TASK ITEM -
Provide only the number of lines in the data below that contain the word "unit".

++++++++++++++++++++

//! Types shared across the ingest pipeline.

use std::time::Duration;

use bytes::Bytes;

/// An opaque unit of work admitted by producers.
///
/// The pipeline never inspects the payload; it only moves it around in
/// batches.
#[derive(Debug, Clone, Default, PartialEq, Eq)]
pub struct Item(Bytes);

/// An ordered group of items, the unit handed to the processor.
pub type Batch = Vec<Item>;

/// Batch capacity and flush interval, obtained from the processor at
/// startup and immutable afterwards.
#[derive(Debug, Clone, Copy, PartialEq, Eq)]
pub struct Limits {
    /// Maximum number of items per batch.
    pub batch_size: usize,
    /// Time between flush cycles.
    pub flush_interval: Duration,
}

impl Item {
    pub fn new(payload: impl Into<Bytes>) -> Self {
        Self(payload.into())
    }

    pub fn payload(&self) -> &Bytes {
        &self.0
    }
}

impl From<Bytes> for Item {
    fn from(payload: Bytes) -> Self {
        Self(payload)
    }
}

impl From<Vec<u8>> for Item {
    fn from(payload: Vec<u8>) -> Self {
        Self(payload.into())
    }
}
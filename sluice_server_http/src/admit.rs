//! Handler for the item admission endpoint.

use axum::body::Bytes;
use axum::response::{IntoResponse, Response};
use axum::{extract::State, http::StatusCode, response::Json};
use sluice_core::Item;

use crate::IngestServerState;
use crate::error::ServerError;
use crate::types::{AdmitResponse, ErrorResponse};

/// Handler for the /v1/items endpoint.
///
/// The request body is the opaque item payload; the server never inspects it.
pub async fn admit_handler(
    State(state): State<IngestServerState>,
    body: Bytes,
) -> impl IntoResponse {
    match state.gateway.admit(Item::new(body)).await {
        Ok(()) => Json(AdmitResponse::accepted()).into_response(),
        Err(err) => map_error_to_response(ServerError::Internal(err.to_string())),
    }
}

fn map_error_to_response(error: ServerError) -> Response {
    let status_code = match error {
        ServerError::Internal(_) => StatusCode::INTERNAL_SERVER_ERROR,
    };

    let response = Json(ErrorResponse {
        message: error.to_string(),
    });

    (status_code, response).into_response()
}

++++++++++++++++++++

RESPONSE TO THE TASK -
2